Data excerpts
*****
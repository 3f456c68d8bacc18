#[cfg(test)]
mod tests {
    use serde_json::json;

    use crate::auth::verify_password;
    use crate::config::AppConfig;
    use crate::db::{schema::init_schema, DbErrorKind, SqlParam};
    use crate::query::{FilterBuilder, Pagination};
    use crate::routes::auth::bootstrap_admin;
    use crate::routes::listing::{fetch_page, ListQuery};
    use crate::tests::support::MockExecutor;

    #[tokio::test]
    async fn test_init_schema_creates_tables_in_dependency_order() {
        let db = MockExecutor::new();
        init_schema(&db).await.unwrap();

        let tables: Vec<String> = db
            .calls()
            .into_iter()
            .filter_map(|(sql, _)| {
                sql.strip_prefix("CREATE TABLE IF NOT EXISTS ")
                    .and_then(|rest| rest.split_whitespace().next())
                    .map(str::to_string)
            })
            .collect();
        assert_eq!(tables, vec!["usuarios", "bibliotecas", "libros", "prestamos"]);
        assert!(db.calls().iter().any(|(sql, _)| sql.contains("ON prestamos(fecha_prestamo)")));
    }

    #[tokio::test]
    async fn test_init_schema_allows_one_active_loan_per_book() {
        let db = MockExecutor::new();
        init_schema(&db).await.unwrap();
        let calls = db.calls();
        let (sql, _) = calls
            .iter()
            .find(|(sql, _)| sql.contains("idx_prestamos_libro_activo"))
            .expect("active loan index");
        assert!(sql.starts_with("CREATE UNIQUE INDEX"));
        assert!(sql.ends_with("WHERE fecha_devolucion IS NULL"));
    }

    #[tokio::test]
    async fn test_init_schema_stops_on_table_failure() {
        let db = MockExecutor::new().failing(DbErrorKind::Other);
        assert!(init_schema(&db).await.is_err());
        assert_eq!(db.calls().len(), 1);
    }

    #[tokio::test]
    async fn test_fetch_page_binds_limit_after_filter_values() {
        let db = MockExecutor::new().with_rows(vec![json!({ "id": 1 }), json!({ "id": 2 })]).with_total(42);
        let query = ListQuery { projection: "to_jsonb(l)", from: "FROM libros l", order_by: "l.id" };
        let mut fb = FilterBuilder::new();
        fb.integer("biblioteca_id", Some("8"), "l.biblioteca_id").unwrap();
        let filter = fb.build();
        let page = Pagination::clamp(Some("2"), Some("4"), &AppConfig::default().pagination);

        let result = fetch_page(&db, &query, &filter, page).await.unwrap();
        assert_eq!(result.data.len(), 2);
        assert_eq!(result.paginacion.total, 42);

        let (sql, params) = db.call_starting_with("SELECT to_jsonb(l)");
        assert!(sql.contains("l.biblioteca_id = $1"));
        assert!(sql.ends_with("LIMIT $2 OFFSET $3"));
        assert_eq!(params, vec![SqlParam::from(8_i64), SqlParam::from(2_i64), SqlParam::from(4_i64)]);
        let (_, count_params) = db.call_starting_with("SELECT COUNT(*)");
        assert_eq!(count_params, vec![SqlParam::from(8_i64)]);
    }

    #[tokio::test]
    async fn test_bootstrap_admin_only_when_configured() {
        let db = MockExecutor::new();
        let cfg = AppConfig::default().auth;
        assert!(!bootstrap_admin(&db, &cfg).await.unwrap());
        assert!(db.calls().is_empty());
    }

    #[tokio::test]
    async fn test_bootstrap_admin_on_empty_table() {
        let db = MockExecutor::new().with_total(0).with_affected(1);
        let mut cfg = AppConfig::default().auth;
        cfg.admin_email = Some("Admin@Xonler.test".to_string());
        cfg.admin_password = Some("arranque-seguro".to_string());

        assert!(bootstrap_admin(&db, &cfg).await.unwrap());
        let (sql, params) = db.call_starting_with("INSERT INTO usuarios");
        assert!(sql.contains("password_hash"));
        assert_eq!(params[1], SqlParam::from("admin@xonler.test"));
        assert_eq!(params[3], SqlParam::from("admin"));
        match &params[2] {
            SqlParam::Text(Some(hash)) => assert!(verify_password("arranque-seguro", hash)),
            other => panic!("unexpected hash param {:?}", other),
        }
    }

    #[tokio::test]
    async fn test_bootstrap_admin_skips_populated_table() {
        let db = MockExecutor::new().with_total(3);
        let mut cfg = AppConfig::default().auth;
        cfg.admin_email = Some("admin@xonler.test".to_string());
        cfg.admin_password = Some("arranque-seguro".to_string());

        assert!(!bootstrap_admin(&db, &cfg).await.unwrap());
        assert_eq!(db.calls().len(), 1);
    }
}
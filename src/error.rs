use axum::{
    http::StatusCode,
    response::{IntoResponse, Response},
    Json,
};
use serde_json::json;
use std::error::Error;
use std::fmt;

use crate::db::{DbError, DbErrorKind};

pub const MSG_DUPLICATE: &str = "Ya existe un registro con esos datos";
pub const MSG_INVALID_REFERENCE: &str = "Referencia inválida a un registro relacionado";
pub const MSG_INVALID_DATA: &str = "Datos inválidos";
pub const MSG_INVALID_JSON: &str = "JSON inválido";
pub const MSG_ROUTE_NOT_FOUND: &str = "Ruta no encontrada";

/// The primary error type for the application.
///
/// Every handler returns this type; its [`IntoResponse`] impl produces the
/// uniform `{ "error": ..., "code": ... }` body.
#[derive(Debug)]
pub enum AppError {
    /// Unexpected failures. Logged with a generated id, body stays generic.
    Internal(anyhow::Error),
    /// A backend failure whose cause has already been logged. Carries the
    /// fixed, operation-specific message shown to the client.
    Failure(String),
    BadRequest(String),
    /// A write referenced a row that does not exist.
    InvalidReference(String),
    NotFound(String),
    Conflict(String),
    ServiceUnavailable(String),
    /// Missing, malformed or expired credentials.
    Unauthorized(String),
    /// Authenticated, but the role does not allow the operation.
    Forbidden(String),
    RateLimited {
        retry_after_seconds: u64,
    },
    ValidationError {
        field: String,
        message: String,
    },
}

impl AppError {
    pub fn validation(field: impl Into<String>, message: impl Into<String>) -> Self {
        AppError::ValidationError { field: field.into(), message: message.into() }
    }

    /// Maps a classified database failure to the response taxonomy.
    ///
    /// `failure` is the fixed message used when the failure is not a known
    /// constraint violation, e.g. `"Error listando bibliotecas"`.
    pub fn from_db(err: DbError, failure: &str) -> Self {
        match err.kind {
            DbErrorKind::UniqueViolation => {
                tracing::warn!(error = %err, "{}: duplicate", failure);
                AppError::Conflict(MSG_DUPLICATE.to_string())
            }
            DbErrorKind::ForeignKeyViolation => {
                tracing::warn!(error = %err, "{}: invalid reference", failure);
                AppError::InvalidReference(MSG_INVALID_REFERENCE.to_string())
            }
            DbErrorKind::InvalidData => {
                tracing::warn!(error = %err, "{}: invalid data", failure);
                AppError::BadRequest(MSG_INVALID_DATA.to_string())
            }
            DbErrorKind::Other => {
                tracing::error!(error = %err, "{}", failure);
                AppError::Failure(failure.to_string())
            }
        }
    }

    pub fn status(&self) -> StatusCode {
        match self {
            AppError::Internal(_) | AppError::Failure(_) => StatusCode::INTERNAL_SERVER_ERROR,
            AppError::BadRequest(_) | AppError::InvalidReference(_) | AppError::ValidationError { .. } => {
                StatusCode::BAD_REQUEST
            }
            AppError::NotFound(_) => StatusCode::NOT_FOUND,
            AppError::Conflict(_) => StatusCode::CONFLICT,
            AppError::ServiceUnavailable(_) => StatusCode::SERVICE_UNAVAILABLE,
            AppError::Unauthorized(_) => StatusCode::UNAUTHORIZED,
            AppError::Forbidden(_) => StatusCode::FORBIDDEN,
            AppError::RateLimited { .. } => StatusCode::TOO_MANY_REQUESTS,
        }
    }
}

impl fmt::Display for AppError {
    fn fmt(&self, f: &mut fmt::Formatter<'_>) -> fmt::Result {
        match self {
            AppError::Internal(e) => write!(f, "Internal error: {}", e),
            AppError::Failure(msg) => write!(f, "Failure: {}", msg),
            AppError::BadRequest(msg) => write!(f, "Bad request: {}", msg),
            AppError::InvalidReference(msg) => write!(f, "Invalid reference: {}", msg),
            AppError::NotFound(msg) => write!(f, "Not found: {}", msg),
            AppError::Conflict(msg) => write!(f, "Conflict: {}", msg),
            AppError::ServiceUnavailable(msg) => write!(f, "Service unavailable: {}", msg),
            AppError::Unauthorized(msg) => write!(f, "Unauthorized: {}", msg),
            AppError::Forbidden(msg) => write!(f, "Forbidden: {}", msg),
            AppError::RateLimited { retry_after_seconds } => {
                write!(f, "Rate limited. Retry after {} seconds", retry_after_seconds)
            }
            AppError::ValidationError { field, message } => {
                write!(f, "Validation error on field '{}': {}", field, message)
            }
        }
    }
}

impl Error for AppError {
    fn source(&self) -> Option<&(dyn Error + 'static)> {
        match self {
            AppError::Internal(e) => Some(e.as_ref()),
            _ => None,
        }
    }
}

impl IntoResponse for AppError {
    fn into_response(self) -> Response {
        let status = self.status();
        let (code, message, extra) = match self {
            AppError::Internal(e) => {
                let error_id = uuid::Uuid::new_v4();
                tracing::error!(%error_id, "Internal error: {:?}", e);
                (
                    "INTERNAL_ERROR",
                    "Error interno del servidor".to_string(),
                    Some(("error_id", json!(error_id.to_string()))),
                )
            }
            AppError::Failure(msg) => ("SERVER_ERROR", msg, None),
            AppError::BadRequest(msg) => ("BAD_REQUEST", msg, None),
            AppError::InvalidReference(msg) => ("INVALID_REFERENCE", msg, None),
            AppError::NotFound(msg) => ("NOT_FOUND", msg, None),
            AppError::Conflict(msg) => ("CONFLICT", msg, None),
            AppError::ServiceUnavailable(msg) => ("SERVICE_UNAVAILABLE", msg, None),
            AppError::Unauthorized(msg) => ("UNAUTHORIZED", msg, None),
            AppError::Forbidden(msg) => ("FORBIDDEN", msg, None),
            AppError::RateLimited { retry_after_seconds } => (
                "RATE_LIMITED",
                format!("Demasiadas solicitudes. Reintente en {} segundos", retry_after_seconds),
                Some(("retry_after_seconds", json!(retry_after_seconds))),
            ),
            AppError::ValidationError { field, message } => {
                ("VALIDATION_ERROR", message, Some(("field", json!(field))))
            }
        };

        let mut body = json!({
            "error": message,
            "code": code,
        });
        if let Some((key, value)) = extra {
            body[key] = value;
        }

        (status, Json(body)).into_response()
    }
}

impl From<anyhow::Error> for AppError {
    fn from(err: anyhow::Error) -> Self {
        AppError::Internal(err)
    }
}

/// A type alias for `Result<T, AppError>`, used throughout the application.
pub type AppResult<T> = Result<T, AppError>;

/// Converts a missing row into a `NotFound` error with a fixed message.
pub trait OptionExt<T> {
    fn ok_or_not_found(self, message: &str) -> AppResult<T>;
}

impl<T> OptionExt<T> for Option<T> {
    fn ok_or_not_found(self, message: &str) -> AppResult<T> {
        self.ok_or_else(|| AppError::NotFound(message.to_string()))
    }
}

/// Field checks for request bodies.
pub mod validation {
    use super::*;

    pub const MAX_TEXT_LEN: usize = 255;

    /// Trims `value` and rejects blank or overlong text.
    pub fn required_text(field: &str, value: &str) -> AppResult<String> {
        let trimmed = value.trim();
        if trimmed.is_empty() {
            return Err(AppError::validation(field, format!("El campo '{}' es obligatorio", field)));
        }
        if trimmed.chars().count() > MAX_TEXT_LEN {
            return Err(AppError::validation(
                field,
                format!("El campo '{}' supera {} caracteres", field, MAX_TEXT_LEN),
            ));
        }
        if trimmed.contains('\0') {
            return Err(AppError::validation(field, format!("El campo '{}' contiene caracteres inválidos", field)));
        }
        Ok(trimmed.to_string())
    }

    /// Like [`required_text`] but for optional fields. Blank becomes `None`.
    pub fn optional_text(field: &str, value: Option<&str>) -> AppResult<Option<String>> {
        match value.map(str::trim) {
            None | Some("") => Ok(None),
            Some(v) => required_text(field, v).map(Some),
        }
    }

    pub fn positive_id(field: &str, value: i64) -> AppResult<i64> {
        if value <= 0 {
            return Err(AppError::validation(field, format!("El campo '{}' debe ser un entero positivo", field)));
        }
        Ok(value)
    }

    pub fn email(field: &str, value: &str) -> AppResult<String> {
        let v = required_text(field, value)?.to_lowercase();
        let valid = match v.split_once('@') {
            Some((local, domain)) => {
                !local.is_empty() && domain.contains('.') && !domain.starts_with('.') && !domain.ends_with('.')
            }
            None => false,
        };
        if !valid || v.contains(char::is_whitespace) {
            return Err(AppError::validation(field, "Correo electrónico inválido"));
        }
        Ok(v)
    }

    pub fn password(field: &str, value: &str) -> AppResult<()> {
        let len = value.chars().count();
        if len < 8 {
            return Err(AppError::validation(field, "La contraseña debe tener al menos 8 caracteres"));
        }
        if len > 128 {
            return Err(AppError::validation(field, "La contraseña es demasiado larga"));
        }
        Ok(())
    }
}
*****
Work task
Set down again, word for word, the stretch of records from the line with "use std::error::Error;" to the line with "pub fn validation(field: impl", both of those lines included.

Your response
use std::error::Error;
use std::fmt;

use crate::db::{DbError, DbErrorKind};

pub const MSG_DUPLICATE: &str = "Ya existe un registro con esos datos";
pub const MSG_INVALID_REFERENCE: &str = "Referencia inválida a un registro relacionado";
pub const MSG_INVALID_DATA: &str = "Datos inválidos";
pub const MSG_INVALID_JSON: &str = "JSON inválido";
pub const MSG_ROUTE_NOT_FOUND: &str = "Ruta no encontrada";

/// The primary error type for the application.
///
/// Every handler returns this type; its [`IntoResponse`] impl produces the
/// uniform `{ "error": ..., "code": ... }` body.
#[derive(Debug)]
pub enum AppError {
    /// Unexpected failures. Logged with a generated id, body stays generic.
    Internal(anyhow::Error),
    /// A backend failure whose cause has already been logged. Carries the
    /// fixed, operation-specific message shown to the client.
    Failure(String),
    BadRequest(String),
    /// A write referenced a row that does not exist.
    InvalidReference(String),
    NotFound(String),
    Conflict(String),
    ServiceUnavailable(String),
    /// Missing, malformed or expired credentials.
    Unauthorized(String),
    /// Authenticated, but the role does not allow the operation.
    Forbidden(String),
    RateLimited {
        retry_after_seconds: u64,
    },
    ValidationError {
        field: String,
        message: String,
    },
}

impl AppError {
    pub fn validation(field: impl Into<String>, message: impl Into<String>) -> Self {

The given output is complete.